Induction: When and Why
ACOG [5] and NHS [2] both recommend offering induction between 41 0/7 and 42 0/7 weeks to reduce the risk of stillbirth. This recommendation exists because the risk of stillbirth, though still small in absolute terms, begins to rise meaningfully after 41 weeks — and induction consistently reduces this risk without increasing cesarean rates when managed well.
What induction is not:
- It is not a punishment for being "overdue"
- It is not an emergency
- It is not automatically a cesarean
Methods your team may discuss [2] [4]:
- Membrane sweep — offered from 39 weeks at routine appointments; the midwife or doctor separates the amniotic membranes from the cervix using a gloved finger. This releases natural prostaglandins and may trigger labor within 24–48 hours. It can be uncomfortable but takes only a few seconds.
- Prostaglandins — a vaginal pessary or gel placed near the cervix to soften and ripen it before contractions begin
- Balloon catheter — a small inflatable balloon placed just inside the cervix to gently dilate it mechanically
- Artificial rupture of membranes (ARM) — a thin hook is used to break the waters when the cervix is already open
- Oxytocin drip — synthetic oxytocin given intravenously to stimulate contractions, typically used after the cervix is already ripe
Not every method is used in every induction — your team will tailor the approach to where your cervix is.
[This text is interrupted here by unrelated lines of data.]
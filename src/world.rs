//! Snapshot types - the serializable view of the grid handed to a renderer.
//!
//! The engine owns no rendering or frame pacing; a host engine drives it and
//! pulls one of these per frame it wants to draw. `GridSnapshot` is a plain
//! value: taking one never mutates simulation state.

use crate::chunk::ChunkMap;
use crate::grid::CellGrid;
use crate::material::{MaterialId, MaterialRegistry};
use serde::{Deserialize, Serialize};

/// Census entry for one material with at least one cell on the grid.
#[derive(Debug, Clone, Serialize, Deserialize)]
pub struct MaterialCount {
    pub id: u8,
    pub name: String,
    pub cells: usize,
}

/// Complete simulation state snapshot.
#[derive(Debug, Clone, Default, Serialize, Deserialize)]
pub struct GridSnapshot {
    /// Step counter at the moment of the snapshot.
    pub step: u64,
    pub width: i32,
    pub height: i32,
    /// Material id per cell, row-major, y = 0 at the top. Velocities and
    /// accumulators are simulation-internal and deliberately not exported.
    pub materials: Vec<u8>,
    /// Chunk grid dimensions.
    pub chunks_x: i32,
    pub chunks_y: i32,
    /// Per-chunk activity flags, row-major. Lets a renderer draw debug
    /// overlays or skip redrawing quiet regions.
    pub activity: Vec<bool>,
    /// Number of chunks that would simulate next step.
    pub active_chunks: usize,
    /// Cells per non-empty material.
    pub census: Vec<MaterialCount>,
}

impl GridSnapshot {
    /// Build a snapshot from the engine's internals.
    pub fn from_parts(
        grid: &CellGrid,
        chunks: &ChunkMap,
        registry: &MaterialRegistry,
        step: u64,
    ) -> Self {
        let materials = grid.cells().iter().map(|c| c.material.0).collect();

        let counts = grid.census();
        let mut census = Vec::new();
        for (id, &cells) in counts.iter().enumerate().skip(1) {
            if cells > 0 {
                census.push(MaterialCount {
                    id: id as u8,
                    name: registry.lookup(MaterialId(id as u8)).name.clone(),
                    cells,
                });
            }
        }

        Self {
            step,
            width: grid.width(),
            height: grid.height(),
            materials,
            chunks_x: chunks.chunks_x(),
            chunks_y: chunks.chunks_y(),
            activity: chunks.activity_plane(),
            active_chunks: chunks.active_chunk_count(),
            census,
        }
    }

    /// Serialize snapshot to JSON string.
    pub fn to_json(&self) -> Result<String, serde_json::Error> {
        serde_json::to_string(self)
    }

    /// Serialize snapshot to pretty JSON string.
    pub fn to_json_pretty(&self) -> Result<String, serde_json::Error> {
        serde_json::to_string_pretty(self)
    }
}

#[cfg(test)]
mod tests {
    use super::*;
    use crate::chunk::DEFAULT_CHUNK_SIZE;
    use crate::grid::Cell;
    use crate::material::{SAND, WATER};

    #[test]
    fn test_snapshot_reflects_grid() {
        let registry = MaterialRegistry::default_set();
        let mut grid = CellGrid::new(128, 64);
        let chunks = ChunkMap::new(128, 64, DEFAULT_CHUNK_SIZE);
        grid.set(3, 4, Cell::of(SAND));
        grid.set(4, 4, Cell::of(WATER));
        grid.set(5, 4, Cell::of(WATER));

        let snap = GridSnapshot::from_parts(&grid, &chunks, &registry, 7);
        assert_eq!(snap.step, 7);
        assert_eq!(snap.materials.len(), 128 * 64);
        assert_eq!(snap.materials[(4 * 128 + 3) as usize], SAND.0);

        let sand = snap.census.iter().find(|m| m.id == SAND.0).unwrap();
        assert_eq!(sand.cells, 1);
        assert_eq!(sand.name, "sand");
        let water = snap.census.iter().find(|m| m.id == WATER.0).unwrap();
        assert_eq!(water.cells, 2);
    }

    #[test]
    fn test_snapshot_json_roundtrip() {
        let registry = MaterialRegistry::default_set();
        let grid = CellGrid::new(16, 16);
        let chunks = ChunkMap::new(16, 16, DEFAULT_CHUNK_SIZE);
        let snap = GridSnapshot::from_parts(&grid, &chunks, &registry, 0);

        let json = snap.to_json().unwrap();
        assert!(json.contains("\"materials\""));
        let back: GridSnapshot = serde_json::from_str(&json).unwrap();
        assert_eq!(back.width, 16);
        assert_eq!(back.materials, snap.materials);
    }
}
//! The per-chunk physics kernel.
//!
//! Each active chunk is updated by one task per step, scanning its rows from
//! bottom to top (a row's final state is fixed before the row above tries to
//! move into it) with alternating scan direction per row to avoid systematic
//! drift. Three phases run per cell, skipped entirely for Empty and Solid:
//!
//! **Phase 1 (movement.rs)** - gravity accumulation, displacement and
//! collision, momentum transfer on swap, inertia on blocked falls, liquid
//! lateral flow.
//!
//! **Phase 2 (settle.rs)** - friction/damping of horizontal velocity, impact
//! splash for liquids that just landed.
//!
//! **Phase 3 (settle.rs)** - powder resting-angle slides and gas dispersion.
//!
//! ## Parallelism Notes
//! There is no cell-level synchronization anywhere in the kernel. A chunk
//! task reads and writes only inside its processing window; same-group
//! windows are disjoint by the partition invariant in `chunk`, and the
//! scheduler separates groups with a barrier. All randomness is drawn from a
//! per-chunk xorshift stream seeded by (step, chunk coords), so runs are
//! bit-identical regardless of worker count.

pub mod kernel;
pub mod movement;
pub mod settle;

pub use kernel::simulate_chunk;

use crate::chunk::ChunkCoord;

/// Fractional gravity added to the per-cell accumulator each step. When the
/// accumulator carries past one whole unit, vertical velocity gains a unit
/// and the remainder carries forward, so acceleration stays smooth despite
/// integer velocity storage.
pub const GRAVITY_RATE: u8 = 17;

/// Per-step velocity retention numerator/denominator (7/8 = 87.5%).
pub const FRICTION_NUM: i32 = 7;
pub const FRICTION_DEN: i32 = 8;

/// Fraction of momentum handed to a displaced cell on swap, and to the
/// horizontal neighbor when a fall is blocked (70%).
pub const MOMENTUM_NUM: i32 = 7;
pub const MOMENTUM_DEN: i32 = 10;

/// Magnitude of the lateral impulse a liquid gains on the step it lands.
pub const SPLASH_SPEED: i32 = 4;

/// Divisor converting a liquid's vertical impact speed into extra lateral
/// spread.
pub const LIQUID_SPREAD_DIV: i32 = 3;

/// Hard cap on per-step lateral dispersion, whatever the material table
/// says. Keeps the worst-case displacement below the chunk margin; see
/// `chunk::MAX_STEP_DISPLACEMENT`.
pub const MAX_DISPERSION: i32 = 8;

/// Random number generator (xorshift32).
#[inline]
fn xorshift32(state: &mut u32) -> u32 {
    let mut x = *state;
    x ^= x << 13;
    x ^= x >> 17;
    x ^= x << 5;
    *state = x;
    x
}

/// Deterministic per-chunk random stream. Seeded from the step counter and
/// the chunk coordinates, so results do not depend on worker scheduling.
pub(crate) struct ChunkRng(u32);

impl ChunkRng {
    pub fn new(step: u64, coord: ChunkCoord) -> Self {
        let seed = (step as u32)
            .wrapping_mul(0x9E37_79B9)
            ^ (coord.cx as u32).wrapping_mul(0x85EB_CA6B)
            ^ (coord.cy as u32).wrapping_mul(0xC2B2_AE35);
        Self(if seed == 0 { 0x1234_5678 } else { seed })
    }

    #[inline]
    pub fn next(&mut self) -> u32 {
        xorshift32(&mut self.0)
    }

    /// Randomly signed unit, for splash direction and scan tie-breaking.
    #[inline]
    pub fn sign(&mut self) -> i32 {
        if self.next() & 1 == 1 {
            1
        } else {
            -1
        }
    }
}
Induced labor is often more intense than spontaneous labor; discuss pain relief options in advance.
If you decline induction: If you prefer to wait beyond 42 weeks, NHS guidelines [2] recommend increased monitoring — typically twice-weekly NST and BPP — rather than ending the discussion. The conversation should be a genuine dialogue between you and your care team, not a one-way instruction.
When to Go to the Hospital Now
Do not wait — go to the hospital or call your midwife immediately if you notice:
- Reduced or absent fetal movement — any significant change from your baby's normal pattern is an emergency call, any time of day or night [1]
- Heavy vaginal bleeding — more than a light bloody show
- Sudden severe pain — constant, not contraction-like
- Waters breaking — go in promptly; risk of infection increases after membranes rupture [1]
- Signs of pre-eclampsia — sudden severe headache, vision changes, swelling in the face or hands, upper-right abdominal pain
- Fever over 38°C or chills
Trust your instincts. Your care team has seen every midnight call — there are no small concerns at 40 weeks.
Summary
Week 40 is not the end of the calendar — it's the middle of a window, and most first-time parents exit that window in the week ahead.
Key takeaways:
- The EDD is a midpoint, not a deadline — full term runs 39 0/7 through 40 6/7; your baby is right on time
- Very few babies arrive on the exact due date — being past your EDD is the statistical norm, not a complication; most women who give birth after their due date have uncomplicated labor [5]
- Monitoring increases from 41 weeks — NST, BPP, and AFI give your care team a clear picture
- Induction is typically recommended between 41 and 42 weeks — ACOG and NHS agree this window reduces stillbirth risk
- You have a voice in the timing — discuss the evidence with your team; the decision is collaborative
- Call immediately if movement changes — this is the most important signal of baby's wellbeing between now and delivery
You've done the hard part. Your body knows what to do, your care team is watching, and your baby will be here very soon. Go rest. The hospital bag is packed — let it wait.